Dari semua paparan diatas, penegakan hukum hukum di indonesia lebih efektif apabila menggunakan type hukum progresif, karena di dalam realitasnya, seringkali terdapat keadaan dimana pertimbangan-pertimbangan benar dan salah berdasarkan aturan hukum tidak selalu menolong, beitu kompleksnya kenyataan yang ada di aalam masyarakat membuat sulitnya memperoleh suatu putusan yang adilhanya dengan mengandalkan pertimbangan legalistik semata, hal ini kian terasa karena banyak peraturan yang ada sekarang ini sudah tidak relevan dan tidak aspiratif terhadap kepentingan rakyat. Belum lagi adanya peraturan yang saling kontradiktif dan tumpang tindih di sana-sini. Karena itu, kehadiran pelaku hukum yang arif dan kreatif mutlak perlu untuk “memandu” penafsiran yang kreatif terhadapa aturan-aturan yang demikian itu. Seorang pelaku hukum progresif, berusaha mencari dan menemukan keadilan dalam batas dan ditengah keterbatasan kaidah-kaidah hukum yang ada. Itu pula sebabnya, kecerdikan dan kearifan pelaku hukum menyelami roh sebuah peraturan, serta kemampuan menentukan secara tepat keutamaan suatu kepentingan/kebutuhan sosial yang harus dilayani oleh hukum, merupakan kekuatan kunci dari hukum progresif.

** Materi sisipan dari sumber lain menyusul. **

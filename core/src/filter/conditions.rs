use super::{Filter, MatchMode, Operand, Predicate, Selector, Sign};
use crate::error::{Result, UsageError};
use crate::value::Value;

/// Create an equality condition (=)
///
/// A null value compiles to `IS NULL`, a list value to `IN`.
///
/// # Example
/// ```ignore
/// let condition = eq("name", "Rex");
/// assert_eq!(condition.to_sql("dogs")?.sql(), "`dogs`.`name` = ?");
/// ```
pub fn eq(selector: impl Into<Selector>, value: impl Into<Value>) -> Filter {
    Filter::leaf(selector, Sign::Eq, value)
}

/// Create a not-equal condition (<>)
pub fn neq(selector: impl Into<Selector>, value: impl Into<Value>) -> Filter {
    Filter::leaf(selector, Sign::Ne, value)
}

/// Create a greater-than condition (>)
pub fn gt(selector: impl Into<Selector>, value: impl Into<Value>) -> Filter {
    Filter::leaf(selector, Sign::Gt, value)
}

/// Create a greater-than-or-equal condition (>=)
pub fn gte(selector: impl Into<Selector>, value: impl Into<Value>) -> Filter {
    Filter::leaf(selector, Sign::Ge, value)
}

/// Create a less-than condition (<)
pub fn lt(selector: impl Into<Selector>, value: impl Into<Value>) -> Filter {
    Filter::leaf(selector, Sign::Lt, value)
}

/// Create a less-than-or-equal condition (<=)
pub fn lte(selector: impl Into<Selector>, value: impl Into<Value>) -> Filter {
    Filter::leaf(selector, Sign::Le, value)
}

/// Create a LIKE condition
pub fn like(selector: impl Into<Selector>, pattern: impl Into<Value>) -> Filter {
    Filter::leaf(selector, Sign::Like, pattern)
}

/// Create a NOT LIKE condition
pub fn not_like(selector: impl Into<Selector>, pattern: impl Into<Value>) -> Filter {
    Filter::leaf(selector, Sign::NotLike, pattern)
}

/// Create an IN condition
///
/// # Example
/// ```ignore
/// let condition = in_array("id", [1, 3]);
/// assert_eq!(condition.to_sql("dogs")?.sql(), "`dogs`.`id` IN (?)");
/// ```
pub fn in_array<I, T>(selector: impl Into<Selector>, values: I) -> Filter
where
    I: IntoIterator<Item = T>,
    T: Into<Value>,
{
    let values = values.into_iter().map(Into::into).collect::<Vec<_>>();
    Filter::leaf(selector, Sign::In, Value::List(values))
}

/// Create a NOT IN condition
pub fn not_in_array<I, T>(selector: impl Into<Selector>, values: I) -> Filter
where
    I: IntoIterator<Item = T>,
    T: Into<Value>,
{
    let values = values.into_iter().map(Into::into).collect::<Vec<_>>();
    Filter::leaf(selector, Sign::NotIn, Value::List(values))
}

/// Create an IS NULL condition
pub fn is_null(selector: impl Into<Selector>) -> Filter {
    Filter::leaf(selector, Sign::Eq, Value::Null)
}

/// Create an IS NOT NULL condition
pub fn is_not_null(selector: impl Into<Selector>) -> Filter {
    Filter::leaf(selector, Sign::Ne, Value::Null)
}

/// Create a full-text match in boolean mode
///
/// Renders MySQL `MATCH ... AGAINST` syntax. SQLite has no such operator and
/// fails to prepare the statement, which surfaces as a storage error.
///
/// # Example
/// ```ignore
/// let condition = match_against("bio", "+good -bad");
/// assert_eq!(
///     condition.to_sql("dogs")?.sql(),
///     "MATCH (`dogs`.`bio`) AGAINST (? IN BOOLEAN MODE)"
/// );
/// ```
pub fn match_against(selector: impl Into<Selector>, text: impl Into<Value>) -> Filter {
    match_with_mode(selector, text, MatchMode::Boolean)
}

/// Create a full-text match with an explicit search mode
///
/// MySQL syntax, see [`match_against`].
pub fn match_with_mode(
    selector: impl Into<Selector>,
    text: impl Into<Value>,
    mode: MatchMode,
) -> Filter {
    Filter::leaf(selector, Sign::Match(mode), text)
}

/// Compare two columns, e.g. for join conditions
///
/// # Example
/// ```ignore
/// let on = compare_columns("animal.id", Sign::Eq, "dogs.animal_id");
/// ```
pub fn compare_columns(
    left: impl Into<Selector>,
    sign: Sign,
    right: impl Into<Selector>,
) -> Filter {
    Filter::Leaf(Predicate {
        selector: left.into(),
        sign,
        operand: Operand::Column(right.into()),
    })
}

/// Create a column equality condition
pub fn eq_columns(left: impl Into<Selector>, right: impl Into<Selector>) -> Filter {
    compare_columns(left, Sign::Eq, right)
}

/// Negate a condition
///
/// Leaves with an inverse sign are flipped instead of wrapped.
pub fn not(filter: Filter) -> Filter {
    filter.negate()
}

/// Combine two conditions with AND
pub fn and(left: Filter, right: Filter) -> Filter {
    left.and(right)
}

/// Combine two conditions with OR
pub fn or(left: Filter, right: Filter) -> Filter {
    left.or(right)
}

/// Combine conditions with AND as a right-associative chain
///
/// An empty input is a usage error.
///
/// # Example
/// ```ignore
/// let condition = all([eq("a", 1), eq("b", 2), eq("c", 3)])?;
/// assert_eq!(condition, and(eq("a", 1), and(eq("b", 2), eq("c", 3))));
/// ```
pub fn all(filters: impl IntoIterator<Item = Filter>) -> Result<Filter> {
    fold_right(filters, Filter::and)
}

/// Combine conditions with OR as a right-associative chain
pub fn any(filters: impl IntoIterator<Item = Filter>) -> Result<Filter> {
    fold_right(filters, Filter::or)
}

/// Equalities from a flat `(column, value)` mapping, combined with AND
///
/// # Example
/// ```ignore
/// let condition = from_pairs([("name", "Rex"), ("color", "brown")])?;
/// assert_eq!(condition, and(eq("name", "Rex"), eq("color", "brown")));
/// ```
pub fn from_pairs<S, V>(pairs: impl IntoIterator<Item = (S, V)>) -> Result<Filter>
where
    S: Into<Selector>,
    V: Into<Value>,
{
    all(pairs.into_iter().map(|(selector, value)| eq(selector, value)))
}

fn fold_right(
    filters: impl IntoIterator<Item = Filter>,
    combine: fn(Filter, Filter) -> Filter,
) -> Result<Filter> {
    let mut filters = filters.into_iter().collect::<Vec<_>>();
    let Some(mut acc) = filters.pop() else {
        return Err(UsageError::EmptyFilter.into());
    };
    while let Some(filter) = filters.pop() {
        acc = combine(filter, acc);
    }
    Ok(acc)
}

[1] Natangsa Surbakti, Filsafat Hukum, hal. 191.

[2] Moh. Mahmud MD, Politik Hukum Di Indonesia, LP3ES, hal.8.

[3] Satjipto Rahardjo, Beberapa Pemikiran tentang Ancangan antar Disiplin dalam Pembinaan Hukum Nasional, Sinar Baru, hal. 79.

[4] Soerjono Soekanto dan Mustafa Abdullah, Sosiologi Hukum dalam masyarakat, CV Rajawali, Jakarta, 1982. hal 14-19.

[5] Dikutip dari website Universitas indonesia dengan judul: Reformasi Hukum di Indonesia: Sebuah Perjalanan Panjang dan Berliku. Oleh Dodik Setyo Wijayanto (Mahasiswa FHUI angkatan 2001).

[6]Hukum Responsif, Pilihan di Masa Transisi. Penerbit : Perkumpulan untuk Pembaharuan Hukum Berbasis Masyarakat dan Ekologis (HuMa), Jakarta Judul Asli: Law & Society in Transition: Toward Responsive Law, Pengarang: Philippe Nonet & Philip Selznick, Penerjemah: Rafael Edy Bosco, Pengantar:Prof. Satjipto Rahardjo. Dikutip dari website BAPELDA provinsi DIY.